- Observed by: Saxony, Germany
- Date: Second Wednesday before the First Sunday in Advent (20 November 2024; 19 November 2025; 18 November 2026)
- Frequency: annual

= Buß- und Bettag =

Protestant holiday in Germany

Buß- und Bettag (Repentance and Prayer Day) was a public holiday in Germany, and is still a public holiday in Saxony. In Germany, Protestant church bodies of Lutheran, Reformed (Calvinist) and United denominations celebrate a day of repentance and prayer. It is now celebrated on the penultimate Wednesday before the beginning of the Protestant liturgical year on the first Sunday of Advent; in other words, it is the Wednesday that falls between 16 and 22 November. However, it is not a statutory non-working holiday any more, except in the Free State of Saxony. In the Free State of Bavaria, it is a school holiday only.

==Meaning and origin==
The tradition of repentance and prayer is rooted in the Book of Jonah of the Bible, where God sends out the prophet Jonah (יוֹנָה) in order to announce to the inhabitants of Nineveh that God is to overthrow the city (Book of Jonah ):

^{4}And Jonah began to enter into the city a day's journey, and he cried, and said, Yet forty days, and Nineveh shall be overthrown. ^{5}So the people of Nineveh believed God, and proclaimed a fast, and put on sackcloth, from the greatest of them even to the least of them. ^{6}For word came unto the king of Nineveh, and he arose from his throne, and he laid his robe from him, and covered him with sackcloth, and sat in ashes. ^{7}And he caused it to be proclaimed and published through Nineveh by the decree of the king and his nobles, saying, Let neither man nor beast, herd nor flock, taste any thing: let them not feed, nor drink water: ^{8}But let man and beast be covered with sackcloth, and cry mightily unto God: yea, let them turn every one from his evil way, and from the violence that is in their hands. ^{9}Who can tell if God will turn and repent, and turn away from his fierce anger, that we perish not? ^{10}And God saw their works, that they turned from their evil way; and God repented of the evil, that he had said that he would do unto them; and he did it not.

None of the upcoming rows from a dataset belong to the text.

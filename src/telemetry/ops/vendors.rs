use tracing::Span;
use tracing::info_span;

use crate::telemetry::ctx::{OpMarker, PhaseSpan};

#[derive(Copy, Clone, Debug)]
pub struct Vendors;

#[derive(Copy, Clone, Debug)]
pub enum Phase { List }

impl PhaseSpan for Phase {
    fn name(&self) -> &'static str { match self { Phase::List => "list" } }
    fn span(&self) -> Span { match self { Phase::List => info_span!("list") } }
}

impl OpMarker for Vendors {
    const NAME: &'static str = "vendors";
    type Phase = Phase;
    fn root_span() -> Span { info_span!("vendors") }
}
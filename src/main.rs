use clap::{Parser, Subcommand};
use anyhow::Result;
use dotenvy::dotenv;

mod config;
mod error;
mod extract;
mod list;
mod orchestrator;
mod output;
mod record;
mod scrape;
mod session;
mod telemetry;
mod traverse;
mod util;
mod vendors;

#[derive(Parser)]
#[command(name = "fwscrape", about = "Firmware metadata scraper for vendor download portals")]
struct Cli {
    /// Emit a single JSON envelope to stdout; logs go to stderr
    #[arg(global = true, long, default_value_t = false)]
    json: bool,

    #[command(subcommand)]
    command: Commands,
}

#[derive(Subcommand)]
enum Commands {
    /// List supported vendors and their entry points
    Vendors(list::VendorsCmd),
    /// Scrape one or more vendor portals into per-vendor JSON files
    Scrape(scrape::ScrapeCmd),
}

#[tokio::main]
async fn main() -> Result<()> {
    dotenv().ok();
    let cli = Cli::parse();
    telemetry::config::set_json_mode(cli.json);

    // initialize logging/tracing (stderr). Respect RUST_LOG and FWSCRAPE_LOG_FORMAT
    telemetry::config::init_tracing();

    match cli.command {
        Commands::Vendors(args) => list::run(args).await?,
        Commands::Scrape(args) => scrape::run(args).await?,
    }

    Ok(())
}
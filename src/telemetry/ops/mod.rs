pub mod scrape;
pub mod vendors;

==As a feast day for Protestants==
In mediaeval times Christians practised two kinds of days of repentance, those scheduled on particular events of emergency and those celebrated on the Ember days. After the Reformation the Protestant congregations continued that tradition. The first day of prayer, scheduled by Emperor Charles V, was celebrated in 1532 by Protestants in the Holy Roman Empire in Strasbourg on the occasion of the Ottoman invasion at the eastern border of the Empire. In the following centuries different feast days of repentance and prayer were fixed within the many different Holy Roman German states of Protestant population.

==As a statutory non-working holiday==
In 1878 there were, in some Provinces of Prussia and the component German states of the Empire (1871–1918), 47 different such feast days, celebrated on 24 different dates. In 1893 Prussia ended this plurality for the different territorially organised Protestant church bodies within its territory. In all of Prussia the last Wednesday before 23 November, or eleven days before the first Sunday of Advent, was fixed as Day of Repentance and Prayer, being also a statutory holiday. Later Protestant church bodies in other German states followed, and in 1934 it was fixed nationwide for the date now usual.

In 1939 Buß- und Bettag was abolished as a statutory non-working holiday, in order to gain more working days during World War II, and thus it was celebrated on the Sunday following its actual date. After the war Buß- und Bettag was again celebrated on the aforementioned Wednesday, being again a statutory holiday in most states of Germany in all four sectors of Berlin and all four Occupation zones (except the Free State of Bavaria in the American zone). In 1952 also predominantly Catholic Bavaria made Buß- und Bettag a statutory non-working holiday — first only in its predominantly Lutheran counties, as of 1981 in all the Free State. In 1966 Buß- und Bettag was abolished in the communist East German Democratic Republic and in East Berlin as statutory non-working holiday in the course of reducing the working week to five days.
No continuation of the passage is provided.